Wednesday, August 31, 2011

August: Happiness Project Update



This month of the happiness project, my primary focus was to spend more time with friends.  It was the perfect month to try this because at the start of the month my days were pretty full with socializing with friends anyway.


  


This was me exploring Buzz Bakery in my
neighborhood with two college friends


There were good and bad things about this month's project.  The good was I was able to maximum my time with friends.  I learned that I need to listen more, and talk less. Too many times I get distracted by technology or my surroundings and I find myself drifting the focus away from the person I am with. After this month, I realized one the biggest changes I need to work on to become happier is focusing less on whats around me and what else is going on and more time focusing on the friend I am with. 



  NYC Trip with some of my college roommates 
turned out to be a weekend of
laughter, healing, sharing, and loving. 

The bad part of the month was a small hiccup I ran into with one of my close friends.  During a vulnerable moment on Saturday evening,  I let my guard down and told a close friend about my horrible relationship with B.  Only a very few people know about him and the horrible struggle I have had after our emotionally destructive relationship.  Unfortunately, my friend was not as understanding as I had hoped and did not take the story well.    I have always feared this would be people's reaction.  This fear is one reason I keep this secret buried deep inside.
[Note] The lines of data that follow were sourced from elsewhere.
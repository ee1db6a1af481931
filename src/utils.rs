use chrono::{DateTime, NaiveDate, NaiveDateTime, Timelike};

/// Format used for `getTime` in every table we write.
pub const OUTPUT_TIME_FORMAT: &str = "%Y-%m-%d %H:%M:%S";

/// Pseudo-format selecting chrono's RFC 3339 parser.
pub const RFC3339: &str = "rfc3339";

/// Pseudo-format for epoch milliseconds.
pub const UNIX_MS: &str = "unix_ms";

pub fn default_timestamp_formats() -> Vec<String> {
    [
        RFC3339,
        "%Y-%m-%dT%H:%M:%S%.f%z",
        "%Y-%m-%dT%H:%M:%S%.f",
        "%Y-%m-%d %H:%M:%S%.f",
        "%Y-%m-%dT%H:%M",
        "%Y-%m-%d %H:%M",
        "%Y/%m/%d %H:%M:%S",
        "%d/%m/%Y %H:%M:%S",
        "%Y-%m-%d",
        UNIX_MS,
    ]
    .iter()
    .map(|f| f.to_string())
    .collect()
}

/// Tries each format in order. Offsets are parsed but dropped: the wall
/// clock time as written is what gets bucketed.
pub fn parse_timestamp(value: &str, formats: &[String]) -> Option<NaiveDateTime> {
    let value = value.trim();
    if value.is_empty() {
        return None;
    }
    formats.iter().find_map(|format| parse_with_format(value, format))
}

fn parse_with_format(value: &str, format: &str) -> Option<NaiveDateTime> {
    if format == UNIX_MS {
        // Short digit runs are more likely junk than 1970 timestamps.
        if value.len() < 10 || !value.bytes().all(|b| b.is_ascii_digit()) {
            return None;
        }
        return value
            .parse::<i64>()
            .ok()
            .and_then(DateTime::from_timestamp_millis)
            .map(|dt| dt.naive_utc());
    }
    if format == RFC3339 {
        return DateTime::parse_from_rfc3339(value).ok().map(|dt| dt.naive_local());
    }
    if format.contains("%z") || format.contains("%:z") || format.contains("%#z") {
        return DateTime::parse_from_str(value, format).ok().map(|dt| dt.naive_local());
    }
    NaiveDateTime::parse_from_str(value, format)
        .ok()
        .or_else(|| {
            NaiveDate::parse_from_str(value, format)
                .ok()
                .and_then(|d| d.and_hms_opt(0, 0, 0))
        })
}

pub fn floor_to_hour(dt: NaiveDateTime) -> Option<NaiveDateTime> {
    dt.with_minute(0)?.with_second(0)?.with_nanosecond(0)
}

pub fn format_time(dt: &NaiveDateTime) -> String {
    dt.format(OUTPUT_TIME_FORMAT).to_string()
}

/// Empty string for absent values, shortest round-trip form otherwise.
pub fn format_optional_float(value: Option<f64>) -> String {
    value.map(|v| v.to_string()).unwrap_or_default()
}

#[cfg(test)]
mod tests {
    use super::*;

    fn at(y: i32, m: u32, d: u32, h: u32, mi: u32, s: u32) -> NaiveDateTime {
        NaiveDate::from_ymd_opt(y, m, d).unwrap().and_hms_opt(h, mi, s).unwrap()
    }

    #[test]
    fn test_parse_common_layouts() {
        let formats = default_timestamp_formats();
        assert_eq!(parse_timestamp("2024-05-01T13:45:10", &formats), Some(at(2024, 5, 1, 13, 45, 10)));
        assert_eq!(parse_timestamp("2024-05-01 13:45:10.250", &formats).map(|t| t.minute()), Some(45));
        assert_eq!(parse_timestamp("2024-05-01T13:45:10+07:00", &formats), Some(at(2024, 5, 1, 13, 45, 10)));
        assert_eq!(parse_timestamp("2024-05-01T13:45:10.000+0000", &formats), Some(at(2024, 5, 1, 13, 45, 10)));
        assert_eq!(parse_timestamp("2024-05-01 13:45", &formats), Some(at(2024, 5, 1, 13, 45, 0)));
        assert_eq!(parse_timestamp("01/05/2024 13:45:10", &formats), Some(at(2024, 5, 1, 13, 45, 10)));
        assert_eq!(parse_timestamp("2024-05-01", &formats), Some(at(2024, 5, 1, 0, 0, 0)));
        assert_eq!(parse_timestamp("1714571110000", &formats), Some(at(2024, 5, 1, 13, 45, 10)));
    }

    #[test]
    fn test_slash_dates_are_day_first() {
        let formats = default_timestamp_formats();
        assert_eq!(parse_timestamp("13/05/2024 08:15:00", &formats), Some(at(2024, 5, 13, 8, 15, 0)));
        assert_eq!(parse_timestamp("05/13/2024 08:15:00", &formats), None);
    }

    #[test]
    fn test_parse_rejects_junk() {
        let formats = default_timestamp_formats();
        assert_eq!(parse_timestamp("", &formats), None);
        assert_eq!(parse_timestamp("yesterday", &formats), None);
        assert_eq!(parse_timestamp("2024", &formats), None);
        assert_eq!(parse_timestamp("2024-13-45 99:00:00", &formats), None);
    }

    #[test]
    fn test_floor_to_hour() {
        let floored = floor_to_hour(at(2024, 5, 1, 13, 59, 59)).unwrap();
        assert_eq!(floored, at(2024, 5, 1, 13, 0, 0));
        assert_eq!(floor_to_hour(floored), Some(floored));
    }

    #[test]
    fn test_format_optional_float() {
        assert_eq!(format_optional_float(None), "");
        assert_eq!(format_optional_float(Some(50.0)), "50");
        assert_eq!(format_optional_float(Some(12.25)), "12.25");
    }
}
//! JSON payloads exchanged over the API.

use serde::{Deserialize, Serialize};

/// Body of `GET /api/healthz`.
#[derive(Debug, Clone, Serialize, Deserialize, PartialEq, Eq)]
pub struct HealthResponse {
    /// Always `"ok"` while the process is serving requests.
    pub status: String,
}

impl HealthResponse {
    /// Healthy response.
    #[must_use]
    pub fn ok() -> Self {
        Self {
            status: "ok".to_string(),
        }
    }
}

/// Body of `GET /api/ping`.
#[derive(Debug, Clone, Serialize, Deserialize, PartialEq, Eq)]
pub struct PingResponse {
    /// Always `"pong"`.
    pub message: String,
}

impl PingResponse {
    /// Standard pong reply.
    #[must_use]
    pub fn pong() -> Self {
        Self {
            message: "pong".to_string(),
        }
    }
}

/// RFC9457-compatible problem document surfaced on errors.
#[derive(Debug, Clone, Serialize, Deserialize, PartialEq, Eq)]
pub struct ProblemDetails {
    #[serde(rename = "type")]
    /// URI reference identifying the problem type.
    pub kind: String,
    /// Short, human-readable summary of the issue.
    pub title: String,
    /// HTTP status code associated with the error.
    pub status: u16,
    #[serde(skip_serializing_if = "Option::is_none")]
    /// Detailed diagnostic message when available.
    pub detail: Option<String>,
}

#[cfg(test)]
mod tests {
    use super::*;
    use serde_json::json;

    #[test]
    fn health_and_ping_match_wire_format() -> Result<(), serde_json::Error> {
        assert_eq!(
            serde_json::to_value(HealthResponse::ok())?,
            json!({"status": "ok"})
        );
        assert_eq!(
            serde_json::to_value(PingResponse::pong())?,
            json!({"message": "pong"})
        );
        Ok(())
    }

    #[test]
    fn problem_details_omit_missing_detail() -> Result<(), serde_json::Error> {
        let problem = ProblemDetails {
            kind: "urn:racine:problems:not-found".to_string(),
            title: "resource not found".to_string(),
            status: 404,
            detail: None,
        };
        assert_eq!(
            serde_json::to_value(&problem)?,
            json!({
                "type": "urn:racine:problems:not-found",
                "title": "resource not found",
                "status": 404
            })
        );
        Ok(())
    }
}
It would be a lie to say that his reaction didn't affect me.  I was crushed to see how he took the story and how quickly he threw anger back at me. The hardest part is knowing I can't take back what I said, I can't take back my past, and I can only hope that eventually this friend will understand me and the experience I went through.  


This month's Happiness Project forced me to think a lot about the friendships I currently have, how friendships are built, and how to keep a friendship. 


I realized at the end of this month that friendships are built upon a lot of things.  Trust, understanding, loving, honesty, and communication.  


I also learned a lot about myself as a friend to others.  I know now what I need to work on personally over the next few months (and years) on becoming a better friend to those who are special to me in my life.


Over the last three years I have learned a lot about forgiveness and accepting. I realized this month I am truly blessed with amazing friends, however, a part of me is still hurt by what happened with the one friend and I can only hope that I can change who I am, in becoming a better person, to show them the real me.